The disappearance of rights activist Tursunbek Akun, who vanished on 16 November, galvanized Kyrgyzstan's opposition. An Interior Ministry spokesman said that no law-enforcement bodies were involved in the disappearance, although Akun's relatives had said that he was answering a summons to appear at the National Security Service when he left home on 16 November. The opposition rallied, appealed to President Askar Akaev to find Akun, and finally began to gather signatures for a petition to impeach the president. Elsewhere, police continued to search for at least five suspects in connection with a 20 November explosion in Osh in which a fleeing suspect killed himself and a pursuing policeman. Representatives of international lending institutions gathered to meet with Prime Minister Nikolai Tanaev and express their concern at an increasing number of projects in the "unsatisfactory" and "risk" categories. They urged careful monitoring to prevent further problems.

Russian Aluminum (Rusal) detailed its future investment plans in Tajikistan, including $600 million to build an aluminum smelter, $150 million to modernize the Tajik Aluminum Plant, and $550 million to complete the construction of the Rogun hydropower plant. As Rusal planned to move in, Russian border guards moved out, continuing their handover of the Pamir section of the Tajik-Afghan border. The investigation of Ghaffor Mirzoev, the former head of the Drug Control Agency and National Guard, who was arrested on 6 August on murder and corruption charges, was extended until 20 February 2005. Former Interior Minister Yoqub Salimov went on trial at the Supreme Court on charges of treason and attempting to initiate a coup. The trial is taking place behind closed doors because, prosecutors say, case materials contain state secrets.

Uzbekistan's Prosecutor-General's Office announced that all three of the suicide bombers who struck Tashkent on 30 July were Kazakh citizens, a conclusion reached through a joint Uzbek-Kazakh investigation and reportedly confirmed by DNA evidence. The country's five officially registered political parties, all of them pro-presidential, began to present their platforms on television in preparation for 26 December parliamentary elections. And Ravshan Haydarov, the governor of Sirdaryo Province, was removed from his post, ostensibly at his own request, as President Islam Karimov berated him for shortcomings in the region's agricultural sector. Abdurahim Jalolov, first deputy minister of agricultural and water resources, was appointed to replace him.
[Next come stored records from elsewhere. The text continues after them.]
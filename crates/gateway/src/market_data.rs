//! Market data polling and normalization
//!
//! Converts raw venue order-book and trade payloads into canonical
//! [`MarketSnapshot`] and [`MarketTrade`] events. Level ordering comes from
//! the venue and is preserved verbatim; no validation of ordering or price
//! monotonicity is performed, so malformed venue data propagates as-is.

use std::sync::Arc;

use chrono::{DateTime, TimeZone, Utc};
use hermes_core::Side;
use log::warn;
use parking_lot::Mutex;
use rust_decimal::Decimal;
use tokio::sync::mpsc::UnboundedSender;

use crate::error::GatewayError;
use crate::messages::{BookLevel, MarketSnapshot, MarketTrade};
use crate::rate_limit::RateLimitMonitor;
use crate::venue::{RawOrderBook, RawTrade, VenueApi};

/// Decode the venue's trade-side tag
fn decode_side(tag: &str) -> Side {
    match tag {
        "bid" => Side::Bid,
        "ask" => Side::Ask,
        _ => Side::Unknown,
    }
}

fn to_level(pair: &[Decimal; 2]) -> BookLevel {
    BookLevel::new(pair[0], pair[1])
}

/// Polls the venue order book and trade tape for one symbol
pub struct MarketDataFeed {
    venue: Arc<dyn VenueApi>,
    monitor: Arc<RateLimitMonitor>,
    symbol: String,
    snapshots: UnboundedSender<MarketSnapshot>,
    trades: UnboundedSender<MarketTrade>,
    /// Set after the first trade poll completes. While `None`, incoming
    /// trades are a historical backfill.
    watermark: Mutex<Option<DateTime<Utc>>>,
}

impl MarketDataFeed {
    pub fn new(
        venue: Arc<dyn VenueApi>,
        monitor: Arc<RateLimitMonitor>,
        symbol: String,
        snapshots: UnboundedSender<MarketSnapshot>,
        trades: UnboundedSender<MarketTrade>,
    ) -> Self {
        MarketDataFeed {
            venue,
            monitor,
            symbol,
            snapshots,
            trades,
            watermark: Mutex::new(None),
        }
    }

    /// Fetch the order book and publish one full snapshot
    pub async fn poll_order_book(&self) -> Result<(), GatewayError> {
        self.monitor.record();
        let book = self.venue.fetch_order_book(&self.symbol).await?;
        self.on_order_book(&book);
        Ok(())
    }

    /// Fetch recent trades and publish them
    pub async fn poll_trades(&self) -> Result<(), GatewayError> {
        self.monitor.record();
        let trades = self.venue.fetch_trades(&self.symbol).await?;
        self.on_trades(&trades);
        Ok(())
    }

    fn on_order_book(&self, raw: &RawOrderBook) {
        let snapshot = MarketSnapshot::new(
            raw.bids.iter().map(to_level).collect(),
            raw.asks.iter().map(to_level).collect(),
            Utc::now(),
        );

        if self.snapshots.send(snapshot).is_err() {
            warn!("market snapshot receiver dropped");
        }
    }

    fn on_trades(&self, raw: &[RawTrade]) {
        // The historical flag is per batch, not per trade: only the very
        // first poll since gateway start is a backfill. Later batches may
        // still repeat trades at or before the watermark; deduplication is
        // the consumer's concern.
        let historical = self.watermark.lock().is_none();

        for trade in raw {
            let time = trade
                .transaction_time
                .parse::<i64>()
                .ok()
                .and_then(|secs| Utc.timestamp_opt(secs, 0).single())
                .unwrap_or_else(Utc::now);

            let event = MarketTrade {
                price: trade.price,
                size: trade.quantity,
                time,
                side: decode_side(&trade.way),
                historical,
            };

            if self.trades.send(event).is_err() {
                warn!("market trade receiver dropped");
                break;
            }
        }

        *self.watermark.lock() = Some(Utc::now());
    }
}
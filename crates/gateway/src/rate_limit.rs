//! Sliding-window request-rate monitor
//!
//! Observational safety net, not a limiter: it detects and logs overruns but
//! never delays or rejects a request. Callers invoke
//! [`RateLimitMonitor::record`] themselves around each outbound venue
//! request.

use std::collections::VecDeque;
use std::time::{Duration, Instant};

use log::error;
use parking_lot::Mutex;

/// Tracks request timestamps over a trailing window and reports overruns
pub struct RateLimitMonitor {
    max_requests: usize,
    window: Duration,
    /// Oldest-first; every retained entry is within the trailing window
    timestamps: Mutex<VecDeque<Instant>>,
}

impl RateLimitMonitor {
    pub fn new(max_requests: usize, window: Duration) -> Self {
        RateLimitMonitor {
            max_requests,
            window,
            timestamps: Mutex::new(VecDeque::new()),
        }
    }

    /// Record one outbound request at the current instant
    pub fn record(&self) {
        self.record_at(Instant::now());
    }

    /// Record one outbound request at `now`. Evicts entries older than the
    /// trailing window, then returns true (and logs) when the retained count
    /// exceeds the configured maximum.
    pub fn record_at(&self, now: Instant) -> bool {
        let mut timestamps = self.timestamps.lock();

        while let Some(oldest) = timestamps.front() {
            if now.duration_since(*oldest) > self.window {
                timestamps.pop_front();
            } else {
                break;
            }
        }

        timestamps.push_back(now);

        if timestamps.len() > self.max_requests {
            error!(
                "Exceeded rate limit: {} requests in the last {:?} (max {})",
                timestamps.len(),
                self.window,
                self.max_requests
            );
            true
        } else {
            false
        }
    }

    #[cfg(test)]
    fn len(&self) -> usize {
        self.timestamps.lock().len()
    }
}

#[cfg(test)]
mod tests {
    use super::*;

    #[test]
    fn test_retains_only_timestamps_inside_window() {
        let monitor = RateLimitMonitor::new(10, Duration::from_secs(60));
        let base = Instant::now();

        monitor.record_at(base);
        monitor.record_at(base + Duration::from_secs(30));
        monitor.record_at(base + Duration::from_secs(61));

        // The first entry is 61s old and falls out of the window
        assert_eq!(monitor.len(), 2);
    }

    #[test]
    fn test_timestamp_exactly_at_window_edge_is_retained() {
        let monitor = RateLimitMonitor::new(10, Duration::from_secs(60));
        let base = Instant::now();

        monitor.record_at(base);
        monitor.record_at(base + Duration::from_secs(60));

        assert_eq!(monitor.len(), 2);
    }

    #[test]
    fn test_overrun_fires_iff_count_exceeds_max() {
        let monitor = RateLimitMonitor::new(2, Duration::from_secs(60));
        let base = Instant::now();

        assert!(!monitor.record_at(base));
        assert!(!monitor.record_at(base + Duration::from_secs(1)));
        assert!(monitor.record_at(base + Duration::from_secs(2)));
    }

    #[test]
    fn test_eviction_clears_the_overrun() {
        let monitor = RateLimitMonitor::new(2, Duration::from_secs(10));
        let base = Instant::now();

        monitor.record_at(base);
        monitor.record_at(base + Duration::from_secs(1));
        assert!(monitor.record_at(base + Duration::from_secs(2)));

        // All earlier entries have aged out by now
        assert!(!monitor.record_at(base + Duration::from_secs(30)));
        assert_eq!(monitor.len(), 1);
    }
}
//! Gateway configuration

use std::fs;
use std::path::Path;

use hermes_core::CurrencyPair;
use serde::Deserialize;

use crate::error::GatewayError;
use crate::gateway::VENUE_NAME;

/// Configuration consumed by the Gatecoin gateway
#[derive(Debug, Clone, Deserialize)]
pub struct GatewayConfig {
    /// API credentials handed to the venue client
    pub api_key: String,
    pub api_secret: String,
    /// Venue name that order entry is routed to. Order submission through
    /// this gateway is only active when it selects Gatecoin.
    pub order_destination: String,
    /// The trading pair this gateway instance serves
    pub pair: CurrencyPair,
}

impl GatewayConfig {
    /// Load configuration from a JSON file
    pub fn from_file(path: impl AsRef<Path>) -> Result<Self, GatewayError> {
        let raw = fs::read_to_string(path).map_err(|e| GatewayError::Config(e.to_string()))?;
        serde_json::from_str(&raw).map_err(|e| GatewayError::Config(e.to_string()))
    }

    /// True when order entry is active for this venue
    pub fn order_entry_enabled(&self) -> bool {
        self.order_destination == VENUE_NAME
    }
}

#[cfg(test)]
mod tests {
    use super::*;

    #[test]
    fn test_parse_config() {
        let raw = r#"{
            "api_key": "key",
            "api_secret": "secret",
            "order_destination": "Gatecoin",
            "pair": { "base": "BTC", "quote": "USD" }
        }"#;

        let config: GatewayConfig = serde_json::from_str(raw).unwrap();
        assert_eq!(config.pair.symbol(), "BTCUSD");
        assert!(config.order_entry_enabled());
    }

    #[test]
    fn test_order_entry_routed_elsewhere() {
        let raw = r#"{
            "api_key": "key",
            "api_secret": "secret",
            "order_destination": "Null",
            "pair": { "base": "BTC", "quote": "USD" }
        }"#;

        let config: GatewayConfig = serde_json::from_str(raw).unwrap();
        assert!(!config.order_entry_enabled());
    }
}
FAULTY PASSPORTS TRIP UP TAJIK TRAVELERS. With Tajikistan's economy heavily dependent on remittances from migrant workers, travel abroad -- and especially to Russia -- is a lifeline for countless families.

Beginning on 1 January, Tajik citizens will need to have a valid foreign passport to enter the member nations of the Eurasian Economic Community (Belarus, Kazakhstan, Kyrgyzstan, Russia, and Tajikistan). A series of recent reports by RFE/RL's Tajik Service showed that flawed passports are yet another obstacle on the hard road many Tajiks travel in search of a better life.

For the many Tajiks who do not have a valid foreign passport, the trek abroad begins with a trip to the passport office, still known popularly by its Soviet-era abbreviation -- OVIR. As RFE/RL's Tajik Service reported on 23 November, six locations in Sughd Province process applications and issue new passports. An RFE/RL correspondent who arrived one Tuesday morning at one such office, located in the town of Bobojon Ghafurov 10 kilometers to the south of Khujand, found dozens of people lined up at a single window. They explained that they had traveled 100-150 kilometers from the towns of Asht and Adrasmon for passports. Many had already made the trip more than once.

One person explained: "I came to pick up a passport 3 days ago. They said that it's not ready. I came back today and I've been waiting since the morning. They told me to come back in the afternoon." Another said, "I've come back and forth from Asht three times. It would be good if they gave me my foreign passport when they promised. Everyone knows how hard it is to get here and back."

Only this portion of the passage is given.